Among the list of demands submitted by the banks and financial institutions in their pre-budget meeting with the Finance Minister, some proposals have been short listed for further deliberations, this is one of them, said a senior finance ministry. In their pre-budget meeting with FM Pranab Mukherjee, bank officials had emphasized the need to mobilise more deposits to meet the rising credit needs of the economy and pointed out that only a third of the countrys savings of 32% of GDP are intermediated through banks.
High interest rates have helped banks raise more fixed deposits but once rates begin to decline, a shorter lock- in period will help arrest the decline in mobilization and discourage depositors from switching to other options. As compared to other sources, fixed deposits constitute low-cost funds. They enable banks to access funds at cheaper rates, and pass them on to borrowers relatively cheaply as well. This helps in lowering interest rates in the entire system, said executive director of a state run bank.

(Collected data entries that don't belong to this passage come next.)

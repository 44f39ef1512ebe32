//! SVG chart renderers, one per experiment shape.
//!
//! Every renderer borrows its inputs and returns the finished document; the
//! pipeline decides where it is written.

mod axis;
mod heatmap;
mod line;
mod panels;
mod surface;
mod svg;
mod threshold;

use mbw_core::errors::{ErrorInfo, VizError};
use serde::{Deserialize, Serialize};

use crate::experiments::{ChartLabels, ExperimentDescriptor, SweepRecord};

pub use heatmap::render_heatmap;
pub use line::render_line_chart;
pub use panels::render_dual_scale;
pub use surface::render_surface;
pub use threshold::render_threshold_chart;

#[derive(Debug, Clone, Copy, PartialEq, Serialize, Deserialize)]
#[serde(default)]
pub struct FigureConfig {
    pub width: u32,
    pub height: u32,
    pub font_size: f64,
}

impl Default for FigureConfig {
    fn default() -> Self {
        Self {
            width: 960,
            height: 640,
            font_size: 12.0,
        }
    }
}

impl FigureConfig {
    fn font(&self) -> f64 {
        self.font_size.max(4.0)
    }

    fn scaled(&self, width_factor: f64, height_factor: f64) -> (u32, u32) {
        (
            (f64::from(self.width) * width_factor).round().max(64.0) as u32,
            (f64::from(self.height) * height_factor).round().max(64.0) as u32,
        )
    }
}

/// Fails unless every column the chart plots is carried by `R`.
fn ensure_columns<R: SweepRecord>(descriptor: &ExperimentDescriptor) -> Result<(), VizError> {
    let missing: Vec<&str> = descriptor
        .columns
        .iter()
        .copied()
        .filter(|column| !R::COLUMNS.contains(column))
        .collect();
    if missing.is_empty() {
        return Ok(());
    }
    Err(VizError::SchemaMismatch(
        ErrorInfo::new("mbw.chart_columns", "table lacks a column the chart plots")
            .with_context("experiment", descriptor.stem)
            .with_context("columns", missing.join(",")),
    ))
}

fn recipe_mismatch(descriptor: &ExperimentDescriptor, expected: &str) -> VizError {
    VizError::SchemaMismatch(
        ErrorInfo::new("mbw.recipe_mismatch", "experiment is not rendered by this chart")
            .with_context("experiment", descriptor.stem)
            .with_context("expected", expected),
    )
}

fn panel_text(labels: &ChartLabels) -> axis::PanelText<'static> {
    axis::PanelText {
        title: labels.title,
        subtitle: labels.subtitle,
        x_label: labels.x_label,
        y_label: labels.y_label,
    }
}
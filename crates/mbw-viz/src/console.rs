//! Operator-facing text printed by the `mbw-plot` binary.

use std::path::Path;

use mbw_core::errors::VizError;
use mbw_core::RUN_BENCHMARKS_HINT;

const BANNER_WIDTH: usize = 70;

pub fn start_banner() -> String {
    let rule = "=".repeat(BANNER_WIDTH);
    format!("\n{rule}\nCUDA Memory Benchmark Visualization\n{rule}\n")
}

pub fn completion_banner(out_dir: &Path) -> String {
    let rule = "=".repeat(BANNER_WIDTH);
    format!(
        "\n{rule}\nAll plots saved to '{}/' directory\n{rule}\n",
        out_dir.display()
    )
}

/// Lines describing a failed run. Missing inputs name the file and say how to
/// produce it; everything else prints the error itself.
pub fn diagnostic_lines(err: &VizError) -> Vec<String> {
    match err {
        VizError::MissingInput(info) => vec![
            format!(
                "Error: Could not find results file: {}",
                err.path().unwrap_or(info.message.as_str())
            ),
            info.hint
                .clone()
                .unwrap_or_else(|| RUN_BENCHMARKS_HINT.to_string()),
        ],
        other => vec![format!("Error: {other}")],
    }
}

Financial planners say a shorter lock-in period for fixed deposits will help meet the needs of retired and risk averse investors. The risk averse investor category will benefit the most. Investor who earlier used equity-linked savings scheme or the Public Provident Fund (PPF) route will also find fixed deposits an attractive option said Charul Shah, a certified financial planner and director at Greshma Wealth Advisors.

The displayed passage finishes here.